Troy looked up from his keyboard. “I have to gather information, Mr. Johnson, if I am to help you. Don't take it personally.”

“Sorry. You're right. But, in fact, the taxes was one reason I wanted to sell. Back when I bought it Mangrove Bayou was a no-place backwater. It still is, no offense.”

“None taken.”
Probably wouldn't have hired me, even on a temporary basis, had this been a larger town and there were more applicants than a guy who was fired from his last job and who has nightmares about killing people
.

Johnson was looking out the west window at Sunset Bay and the lights in the condos beyond it. “Well, when the yuppies moved in, and when they built the place up for tourists, property values went through the roof. Place I bought for twenty thousand ten years ago is worth ten times that now. Mostly it's the land, not the house, but that means the taxes are too rich for my blood just for an occasional weekend retreat. I'll sell it, take the money, and run away, very fast. But, yes, I pay the damn taxes every year.”

Troy got out another dollar. “Oops. Sorry,” Johnson said.

“Next one's on you,” Troy said. “About the taxes, good to know. Who's your realtor?”

“Frieda Firestone. Firestone Properties.”

Troy made a note. “One of the few local realtors. Not much call for them here. Small town, low turnover. She's known as Frieda the Flipper, I'm told.”

“Well, she sure better not have flipped my house without telling me.”
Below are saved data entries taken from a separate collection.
//! Worker-side signal handling and exit-status analysis.
//!
//! Inside a worker the handlers only flip flags, except for the immediate
//! terminate signals which `_exit` on the spot. The flags live in statics
//! because a signal handler has no other way to reach them; each worker is
//! its own process, so they are never shared.

use std::ffi::c_int;
use std::sync::atomic::{AtomicBool, Ordering};

use nix::sys::signal::{SaFlags, SigAction, SigHandler, SigSet, Signal, sigaction};
use nix::sys::wait::WaitStatus;

use super::spawn::exit_immediately;
use crate::error::Result;

/// Cleared by a graceful quit; the worker loop exits after its current iteration.
static ALIVE: AtomicBool = AtomicBool::new(true);

/// Set by the reopen-logs signal, consumed by the worker loop.
static REOPEN_PENDING: AtomicBool = AtomicBool::new(false);

/// Signals the manager traps that a worker must not inherit handlers for.
const MANAGER_ONLY: [Signal; 5] = [
    Signal::SIGWINCH,
    Signal::SIGTTIN,
    Signal::SIGTTOU,
    Signal::SIGHUP,
    Signal::SIGCHLD,
];

extern "C" fn on_graceful_quit(_: c_int) {
    ALIVE.store(false, Ordering::SeqCst);
}

extern "C" fn on_reopen_logs(_: c_int) {
    REOPEN_PENDING.store(true, Ordering::SeqCst);
}

extern "C" fn on_terminate(_: c_int) {
    exit_immediately(0);
}

/// Install the worker's handlers and drop the ones inherited from the manager.
///
/// Handlers are installed without `SA_RESTART` so a blocking wait on the job
/// pipe returns `EINTR` and the loop gets to look at the flags.
pub fn install_worker_handlers() -> Result<()> {
    ALIVE.store(true, Ordering::SeqCst);
    REOPEN_PENDING.store(false, Ordering::SeqCst);

    let handlers: [(Signal, extern "C" fn(c_int)); 4] = [
        (Signal::SIGQUIT, on_graceful_quit),
        (Signal::SIGUSR1, on_reopen_logs),
        (Signal::SIGTERM, on_terminate),
        (Signal::SIGINT, on_terminate),
    ];
    for (signal, handler) in handlers {
        let action = SigAction::new(
            SigHandler::Handler(handler),
            SaFlags::empty(),
            SigSet::empty(),
        );
        // Safety: the handlers only touch atomics or call _exit.
        unsafe { sigaction(signal, &action) }?;
    }

    let default = SigAction::new(SigHandler::SigDfl, SaFlags::empty(), SigSet::empty());
    for signal in MANAGER_ONLY {
        // Safety: restoring the default disposition.
        unsafe { sigaction(signal, &default) }?;
    }
    Ok(())
}

/// Whether the worker has not been asked to quit gracefully.
pub fn worker_alive() -> bool {
    ALIVE.load(Ordering::SeqCst)
}

/// Take the reopen-logs request, clearing it.
pub fn take_reopen_request() -> bool {
    REOPEN_PENDING.swap(false, Ordering::SeqCst)
}

/// Reason why a worker process terminated.
#[derive(Debug, Clone, PartialEq, Eq)]
pub enum TerminationReason {
    /// Normal exit with status code.
    Exited(i32),
    /// Killed by a signal.
    Signaled(Signal),
    /// Any other status `waitpid` reported.
    Unknown,
}

impl TerminationReason {
    /// A zero exit status.
    pub fn is_success(&self) -> bool {
        matches!(self, Self::Exited(0))
    }

    /// The phrase used in "reaped ..." log lines.
    pub fn description(&self) -> String {
        match self {
            Self::Exited(code) => format!("exited with code {}", code),
            Self::Signaled(sig) => format!("killed by signal {}", sig.as_str()),
            Self::Unknown => "unknown reason".to_string(),
        }
    }
}

impl std::fmt::Display for TerminationReason {
    fn fmt(&self, f: &mut std::fmt::Formatter<'_>) -> std::fmt::Result {
        write!(f, "{}", self.description())
    }
}

/// Classify the status of a reaped worker.
pub fn analyze_wait_status(status: WaitStatus) -> TerminationReason {
    match status {
        WaitStatus::Exited(_, code) => TerminationReason::Exited(code),
        WaitStatus::Signaled(_, signal, _) => TerminationReason::Signaled(signal),
        _ => TerminationReason::Unknown,
    }
}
“It's just an alliterative nickname. Far as I know she's a straight arrow.”

“Alliterative?”

“Frieda. Firestone. Flipper. All start with the letter
F
.”

“Oh. I see. Funny.”

“Apparently not so much. Here's what I can do,” Troy said. “I'll go over there right now and talk to those people. I need to find out to whom they pay their rent and then I need to locate and talk to that person. I need to find out if a crime has been committed, and if so, what sort of crime. I can do something about crime. If no crime has been committed, it's up to you and the civil courts. I don't do civil, only criminal.”

“How long is all that going to take?”

“You tell me. I don't see much chance of sorting it all out tonight, though. If you want to stay in town, go over to the Gulf View Motel and tell the manager, fellow named Loren Fitch, that I said to give you Room 221. Probably the only vacant room in town tonight.”

Johnson stared at Troy. “How the hell could you know something like that?”

“That's a dollar. And I'm the police chief of Mangrove Bayou. I know everything. But, personally, I advise you to go back to Miami and let me take care of this as best I can.”